The hexagonal cedar wood casings are painted the same colour as the lead and stop the pencil from rolling away.

Derwent Coloursoft

A soft blendable lead which is slightly more sticky than the other pencils tested. The pencil was tried on a variety of papers and performed best on the papers with more "tooth". Performance was adequate to good on the smoother surfaces.

Derwent Coloursoft Pencils

The cedar wood casings are painted a reddish brown and the end of the pencil is painted the same colour as the pencil lead.

Caran d'Ache Supracolor II

The Supracolor pencils feel similar to the Pablo pencils. Supracolor are water-soluble and can be used with permanent pencils to add a wash. These coloured pencils are used alongside watercolour paints or in mixed media work.

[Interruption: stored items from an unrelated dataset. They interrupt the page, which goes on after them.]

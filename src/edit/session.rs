use crate::model::CaptionDataContainer;

use super::{EditBatch, EditError, History, apply_batch};

/// Decides whether an applied batch becomes an undo step.
pub type CommitFilter = fn(&EditBatch) -> bool;

/// Default filter: everything except previews.
pub fn commit_batches(batch: &EditBatch) -> bool {
    !batch.preview
}

/// Editing session over one document.
#[derive(Debug, Clone)]
pub struct Editor {
    history: History<CaptionDataContainer>,
    commit_filter: CommitFilter,
}

impl Editor {
    pub fn new(document: CaptionDataContainer, undo_limit: usize) -> Self {
        Self {
            history: History::new(document, undo_limit),
            commit_filter: commit_batches,
        }
    }

    pub fn with_commit_filter(mut self, filter: CommitFilter) -> Self {
        self.commit_filter = filter;
        self
    }

    pub fn document(&self) -> &CaptionDataContainer {
        self.history.present()
    }

    pub fn history(&self) -> &History<CaptionDataContainer> {
        &self.history
    }

    /// Applies a batch. On error the document is left as it was.
    /// Returns the index of a newly inserted cue, if any.
    pub fn apply(&mut self, batch: &EditBatch) -> Result<Option<usize>, EditError> {
        let out = apply_batch(self.history.present(), &batch.actions)?;
        let commit = (self.commit_filter)(batch);
        tracing::debug!(
            actions = batch.actions.len(),
            commit,
            cues = out.caption.cue_count(),
            "applied edit batch"
        );
        self.history.record(out.caption, commit);
        Ok(out.selected)
    }

    pub fn undo(&mut self) -> bool {
        self.history.undo()
    }

    pub fn redo(&mut self) -> bool {
        self.history.redo()
    }

    pub fn into_document(self) -> CaptionDataContainer {
        self.history.present().clone()
    }
}

#[cfg(test)]
mod tests {
    use super::*;
    use crate::{edit::EditAction, model::Cue};

    fn editor() -> Editor {
        Editor::new(
            CaptionDataContainer::single_track(vec![Cue::new(0, 999, "a")]),
            40,
        )
    }

    fn drag_end(end_ms: i64, preview: bool) -> EditBatch {
        EditBatch {
            actions: vec![EditAction::ModifyCaptionEndTimeMs {
                track_id: 0,
                caption_id: 0,
                end_ms,
            }],
            preview,
        }
    }

    #[test]
    fn drag_frames_collapse_into_one_step() {
        let mut ed = editor();
        ed.apply(&drag_end(1_100, true)).unwrap();
        ed.apply(&drag_end(1_200, true)).unwrap();
        ed.apply(&drag_end(1_300, false)).unwrap();
        assert_eq!(ed.document().tracks[0].cues[0].end_ms, 1_300);
        assert_eq!(ed.history().undo_count(), 1);
        assert!(ed.undo());
        assert_eq!(ed.document().tracks[0].cues[0].end_ms, 999);
        assert!(ed.redo());
        assert_eq!(ed.document().tracks[0].cues[0].end_ms, 1_300);
    }

    #[test]
    fn failed_batch_keeps_document() {
        let mut ed = editor();
        let before = ed.document().clone();
        let err = ed
            .apply(&EditBatch::commit(vec![EditAction::RemoveTrack { track_id: 0 }]))
            .unwrap_err();
        assert_eq!(err.to_string(), "At least 1 track needs to be present");
        assert_eq!(ed.document(), &before);
        assert!(!ed.history().can_undo());
    }

    #[test]
    fn custom_filter() {
        let mut ed = editor().with_commit_filter(|_| false);
        ed.apply(&drag_end(2_000, false)).unwrap();
        assert!(!ed.undo());
        assert_eq!(ed.into_document().tracks[0].cues[0].end_ms, 2_000);
    }
}
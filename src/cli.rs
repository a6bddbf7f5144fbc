use std::path::PathBuf;

use clap::{Parser, Subcommand};
use sub_overlay::formats::CaptionFormat;

#[derive(Debug, Parser)]
#[command(name = "subov")]
#[command(about = "Import, edit, and play back caption overlays.")]
pub struct Args {
    /// Path to config TOML (defaults to ./config.toml if present)
    #[arg(long)]
    pub config: Option<PathBuf>,

    /// Override log level (trace, debug, info, warn, error)
    #[arg(long)]
    pub log_level: Option<String>,

    #[command(subcommand)]
    pub command: Command,
}

#[derive(Debug, Subcommand)]
pub enum Command {
    /// Convert a caption file to SRT or the native JSON document
    Convert(ConvertCmd),
    /// Play a caption file against a simulated clock and print what is shown
    Play(PlayCmd),
    /// Apply JSON edit batches to a caption file
    Edit(EditCmd),
    /// Compress a raw caption file for storage
    Pack(PackCmd),
    /// Restore a packed raw caption file
    Unpack(UnpackCmd),
    /// Print the effective default config as TOML and exit
    PrintDefaultConfig,
}

#[derive(Debug, Parser)]
pub struct ConvertCmd {
    /// Input file path, or '-' for stdin
    pub input: String,

    /// Output file path (optional)
    #[arg(short, long)]
    pub output: Option<String>,

    /// Target format (srt or json)
    #[arg(long, value_enum)]
    pub to: CaptionFormat,

    /// Force input format (otherwise inferred from extension or content)
    #[arg(long, value_enum)]
    pub from: Option<CaptionFormat>,

    /// Write to stdout instead of a file
    #[arg(long)]
    pub stdout: bool,

    /// Allow overwriting output file
    #[arg(long)]
    pub overwrite: bool,
}

#[derive(Debug, Parser)]
pub struct PlayCmd {
    /// Input file path, or '-' for stdin
    pub input: String,

    #[arg(long, value_enum)]
    pub from: Option<CaptionFormat>,

    /// Seek here before playing
    #[arg(long, default_value_t = 0)]
    pub start_ms: i64,

    /// Stop here (defaults to the end of the last cue)
    #[arg(long)]
    pub end_ms: Option<i64>,

    /// Clock step per tick (overrides playback.step_ms)
    #[arg(long)]
    pub step_ms: Option<i64>,
}

#[derive(Debug, Parser)]
pub struct EditCmd {
    /// Input file path, or '-' for stdin
    pub input: String,

    #[arg(long, value_enum)]
    pub from: Option<CaptionFormat>,

    /// JSON file holding a list of edit batches
    #[arg(long)]
    pub actions: PathBuf,

    /// Undo this many steps after applying the batches
    #[arg(long, default_value_t = 0)]
    pub undo: usize,

    /// Output file path (native JSON)
    #[arg(short, long)]
    pub output: Option<String>,

    #[arg(long)]
    pub stdout: bool,

    #[arg(long)]
    pub overwrite: bool,
}

#[derive(Debug, Parser)]
pub struct PackCmd {
    pub input: String,

    #[arg(short, long)]
    pub output: String,

    #[arg(long)]
    pub overwrite: bool,
}

#[derive(Debug, Parser)]
pub struct UnpackCmd {
    pub input: String,

    #[arg(short, long)]
    pub output: Option<String>,

    #[arg(long)]
    pub stdout: bool,

    #[arg(long)]
    pub overwrite: bool,
}
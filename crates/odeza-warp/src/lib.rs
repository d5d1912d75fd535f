//! # Odeza Warp
//!
//! Root-motion warping for the Odeza engine.
//!
//! Warping redirects the displacement of a playing clip so the character's
//! root lands on a runtime-chosen transform at the end of a timed window,
//! while keeping the speed curve and turning style of the authored motion.
//!
//! ## Features
//! - Named warp targets (static, node-tracking, offset)
//! - Per-window modifier state machine driven by the clip timeline
//! - Skew warp and simple warp for translation
//! - Rotation warp with slerp, clamped-rate, constant-rate and scale policies
//! - Switch-off hooks for pausing or cancelling targets
//!
//! The engine is single-threaded and deterministic: a tick is a pure
//! function of the warper state and the [`TickInput`], so network replay of
//! the same inputs reproduces the same output.

pub mod avatar;
pub mod clip;
pub mod config;
pub mod modifier;
pub mod rotation;
pub mod scene;
pub mod switch_off;
pub mod target;
pub mod translation;
pub mod warper;

pub use avatar::{CharacterAvatar, MovementAvatar, WarpAvatar};
pub use clip::{AnimationClip, ClipAsset, ClipId, RootMotionSource, SubClipSegment, WarpWindowDescriptor};
pub use config::{DebugLevel, WarpConfig};
pub use modifier::{
    ModifierConfig, ModifierEvent, ModifierState, RootMotionModifier, ScaleSettings, WarpPointAnimProvider,
    WarpSettings, WindowKey,
};
pub use rotation::{RotationMethod, RotationTarget};
pub use scene::{EmptyScene, NodeId, SceneQuery, StaticScene};
pub use switch_off::{SwitchOffContext, SwitchOffEffects, SwitchOffEvaluator};
pub use target::{NodeTracking, OffsetDirection, TargetPause, WarpTarget, WarpTargetRegistry};
pub use translation::TranslationAlgorithm;
pub use warper::{MotionWarper, TickInput, TickOutput, WarpEvent};

use thiserror::Error;

/// Warping errors
#[derive(Error, Debug, Clone, PartialEq)]
pub enum WarpError {
    #[error("Invalid warp window [{start}, {end}]")]
    InvalidWindow { start: f32, end: f32 },

    #[error("Invalid keyframes: {0}")]
    InvalidKeyframes(String),

    #[error("Scene node not found: {0:?}")]
    NodeNotFound(NodeId),

    #[error("Modifier already exists for {0}")]
    DuplicateModifier(String),

    #[error("Warp target not found: {0}")]
    TargetNotFound(String),

    #[error("Invalid configuration: {0}")]
    InvalidConfig(String),
}

/// Result type for warping operations
pub type WarpResult<T> = Result<T, WarpError>;
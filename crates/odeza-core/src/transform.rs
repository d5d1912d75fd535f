//! Rigid transforms
//!
//! Position + rotation pairs used for actor placement, warp targets and
//! root-motion deltas. Composition follows glam's `Affine3A` convention:
//! `parent * local` expresses `local` in the space of `parent`.

use std::ops::Mul;

use glam::{Quat, Vec3};
use serde::{Deserialize, Serialize};

use crate::math::{FORWARD, RIGHT, UP};

/// Rigid transform (no scale)
#[derive(Debug, Clone, Copy, PartialEq, Serialize, Deserialize)]
#[serde(default)]
pub struct Transform {
    /// Translation
    pub position: Vec3,
    /// Rotation
    pub rotation: Quat,
}

impl Transform {
    /// Identity transform
    pub const IDENTITY: Self = Self {
        position: Vec3::ZERO,
        rotation: Quat::IDENTITY,
    };

    /// Create a transform from position and rotation
    pub fn new(position: Vec3, rotation: Quat) -> Self {
        Self { position, rotation }
    }

    /// Create a translation-only transform
    pub fn from_position(position: Vec3) -> Self {
        Self {
            position,
            rotation: Quat::IDENTITY,
        }
    }

    /// Create a rotation-only transform
    pub fn from_rotation(rotation: Quat) -> Self {
        Self {
            position: Vec3::ZERO,
            rotation,
        }
    }

    /// Create a transform at `position` yawed by `yaw` radians about the up axis
    pub fn from_position_yaw(position: Vec3, yaw: f32) -> Self {
        Self::new(position, Quat::from_rotation_z(yaw))
    }

    /// Inverse transform
    pub fn inverse(&self) -> Self {
        let rotation = self.rotation.inverse();
        Self {
            position: rotation * -self.position,
            rotation,
        }
    }

    /// This transform expressed relative to `base`
    pub fn relative_to(&self, base: &Transform) -> Transform {
        base.inverse() * *self
    }

    /// The transform that carries `self` onto `other`, in `self`'s space
    pub fn delta_to(&self, other: &Transform) -> Transform {
        self.inverse() * *other
    }

    /// Transform a point from local to parent space
    pub fn transform_point(&self, point: Vec3) -> Vec3 {
        self.position + self.rotation * point
    }

    /// Rotate a direction from local to parent space
    pub fn transform_vector(&self, vector: Vec3) -> Vec3 {
        self.rotation * vector
    }

    /// Rotate a direction from parent to local space
    pub fn inverse_transform_vector(&self, vector: Vec3) -> Vec3 {
        self.rotation.inverse() * vector
    }

    /// Forward direction (+X in local space)
    pub fn forward(&self) -> Vec3 {
        self.rotation * FORWARD
    }

    /// Right direction (-Y in local space)
    pub fn right(&self) -> Vec3 {
        self.rotation * RIGHT
    }

    /// Up direction (+Z in local space)
    pub fn up(&self) -> Vec3 {
        self.rotation * UP
    }

    /// Interpolate between two transforms
    pub fn lerp(&self, other: &Transform, t: f32) -> Transform {
        Transform {
            position: self.position.lerp(other.position, t),
            rotation: self.rotation.slerp(other.rotation, t),
        }
    }

    /// Check that no component is NaN or infinite
    pub fn is_finite(&self) -> bool {
        self.position.is_finite() && self.rotation.is_finite()
    }

    /// Approximate equality, treating `q` and `-q` as the same rotation
    pub fn equals(&self, other: &Transform, tolerance: f32) -> bool {
        self.position.abs_diff_eq(other.position, tolerance)
            && self.rotation.dot(other.rotation).abs() >= 1.0 - tolerance
    }

    /// Re-normalize the rotation part
    pub fn normalized(mut self) -> Self {
        self.rotation = self.rotation.normalize();
        self
    }
}

impl Mul for Transform {
    type Output = Transform;

    fn mul(self, rhs: Transform) -> Transform {
        Transform {
            position: self.position + self.rotation * rhs.position,
            rotation: self.rotation * rhs.rotation,
        }
    }
}

impl Default for Transform {
    fn default() -> Self {
        Self::IDENTITY
    }
}
//! # Odeza Warper CLI
//!
//! Command-line driver for the Odeza root-motion warping engine.
//!
//! ## Commands
//! - `simulate` - Play a scenario tick by tick and print the final placement
//! - `validate` - Check a scenario and list its warp windows

pub mod scenario;

use std::path::{Path, PathBuf};

use anyhow::{Context, Result};
use clap::{Parser, Subcommand};
use glam::Vec3;
use odeza_core::Transform;
use odeza_warp::{ModifierConfig, MotionWarper, TickInput, WarpConfig};
use serde::Serialize;

pub use scenario::Scenario;

/// Odeza root-motion warping simulator
#[derive(Parser)]
#[command(name = "odeza-warper")]
#[command(author, version, about, long_about = None)]
pub struct Cli {
    /// Verbose output
    #[arg(short, long)]
    pub verbose: bool,

    #[command(subcommand)]
    pub command: Commands,
}

/// CLI commands
#[derive(Subcommand)]
pub enum Commands {
    /// Run a scenario through the warper
    Simulate {
        /// Scenario file (JSON)
        #[arg(short, long)]
        scenario: PathBuf,

        /// Engine configuration file (JSON), overriding the scenario's own
        #[arg(short, long)]
        config: Option<PathBuf>,

        /// Include every tick in the output
        #[arg(long)]
        trace: bool,
    },

    /// Validate a scenario without running it
    Validate {
        /// Scenario file (JSON)
        #[arg(short, long)]
        scenario: PathBuf,
    },
}

/// One simulated tick
#[derive(Debug, Clone, Serialize)]
pub struct TickRecord {
    pub time: f32,
    pub original: Transform,
    pub warped: Transform,
    pub actor: Transform,
    pub visual_root: Vec3,
}

/// Outcome of a simulation
#[derive(Debug, Clone, Serialize)]
pub struct SimulationReport {
    pub ticks: usize,
    pub final_actor: Transform,
    pub final_visual_root: Vec3,
    #[serde(skip_serializing_if = "Vec::is_empty")]
    pub trace: Vec<TickRecord>,
}

fn load_config(path: &Path) -> Result<WarpConfig> {
    let text = std::fs::read_to_string(path).with_context(|| format!("Failed to read config {}", path.display()))?;
    serde_json::from_str(&text).with_context(|| format!("Failed to parse config {}", path.display()))
}

/// Play `scenario` from its start to its end time
pub fn run_simulation(scenario: &Scenario, config: WarpConfig, trace: bool) -> Result<SimulationReport> {
    scenario.validate()?;
    let clip = scenario.build_clip()?;
    let scene = scenario.build_scene();

    let mut warper = MotionWarper::new(config).context("Invalid warp configuration")?;
    for target in scenario.build_targets(&scene)? {
        warper.add_or_update_warp_target(target);
    }

    let mut avatar = scenario.avatar.clone();
    let delta_seconds = 1.0 / scenario.tick_rate;
    let step = delta_seconds * scenario.play_rate;
    let end = scenario.end_time();
    let mut previous = scenario.start_time;
    let mut ticks = 0usize;
    let mut records = Vec::new();

    while previous < end {
        // Positions are computed from the start so rounding does not accumulate
        let current = (scenario.start_time + (ticks + 1) as f32 * step).min(end);
        let input = TickInput::playing(&clip, previous, current, delta_seconds).with_play_rate(scenario.play_rate);
        let output = warper.tick(&input, avatar.as_avatar(), &scene);
        avatar.apply_local_root_motion(&output.root_motion);
        ticks += 1;

        if trace {
            records.push(TickRecord {
                time: current,
                original: output.original,
                warped: output.root_motion,
                actor: avatar.as_avatar().actor_transform(),
                visual_root: avatar.as_avatar().visual_root_location(),
            });
        }
        previous = current;
    }

    let placed = avatar.as_avatar();
    Ok(SimulationReport {
        ticks,
        final_actor: placed.actor_transform(),
        final_visual_root: placed.visual_root_location(),
        trace: records,
    })
}

fn validate_scenario(scenario: &Scenario) -> Result<()> {
    scenario.validate()?;
    let clip = scenario.build_clip()?;
    let scene = scenario.build_scene();
    let targets = scenario.build_targets(&scene)?;

    log::info!(
        "Clip '{}': {:.3}s, {} warp window(s)",
        clip.name(),
        clip.length(),
        clip.warp_windows().len()
    );
    for window in clip.warp_windows() {
        let (start, end) = window.clamped(clip.length());
        match &window.modifier {
            Some(ModifierConfig::Warp(settings)) => {
                log::info!("  [{start:.3}, {end:.3}] warp -> '{}'", settings.target_name);
                if !targets.iter().any(|target| target.name() == settings.target_name) {
                    log::warn!("  Warp target '{}' is not registered by the scenario", settings.target_name);
                }
            }
            Some(ModifierConfig::Scale(settings)) => log::info!("  [{start:.3}, {end:.3}] scale {}", settings.scale),
            None => log::warn!("  [{start:.3}, {end:.3}] has no modifier configured"),
        }
    }
    log::info!("Scenario is valid");
    Ok(())
}

/// Execute the CLI command
pub fn execute(cli: Cli) -> Result<()> {
    if cli.verbose {
        env_logger::Builder::from_env(env_logger::Env::default().default_filter_or("debug")).init();
    } else {
        env_logger::Builder::from_env(env_logger::Env::default().default_filter_or("info")).init();
    }

    match cli.command {
        Commands::Simulate {
            scenario,
            config,
            trace,
        } => {
            let loaded = Scenario::load(&scenario)?;
            let config = match config {
                Some(path) => load_config(&path)?,
                None => loaded.config.clone().unwrap_or_default(),
            };
            log::info!("Simulating {}...", scenario.display());
            let report = run_simulation(&loaded, config, trace)?;
            log::info!("Simulated {} tick(s)", report.ticks);
            println!("{}", serde_json::to_string_pretty(&report)?);
        }

        Commands::Validate { scenario } => {
            let loaded = Scenario::load(&scenario)?;
            validate_scenario(&loaded)?;
        }
    }

    Ok(())
}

The pigment dissolves quickly when water is applied.

Caran d'Ache Supracolor II Pencil

The hexagonal cedar wood casings are painted the same colour as the lead and stop the pencil from rolling away.

Cretacolor Aqua Monolith Water-soluble Woodless

A solid stick of water-soluble crayon covered in a thin film of lacquer, the Cretacolor Aqua Monolith is a delight to hold and handle. The sharpened lead provides a fine detailed line and the "lead" glides smoothly to quickly colour areas from light to dark, depending on the pressure applied. The pigment is soluble in water although as an aquarelle it is not as good as Supracolor II Soft or Derwent Inktense.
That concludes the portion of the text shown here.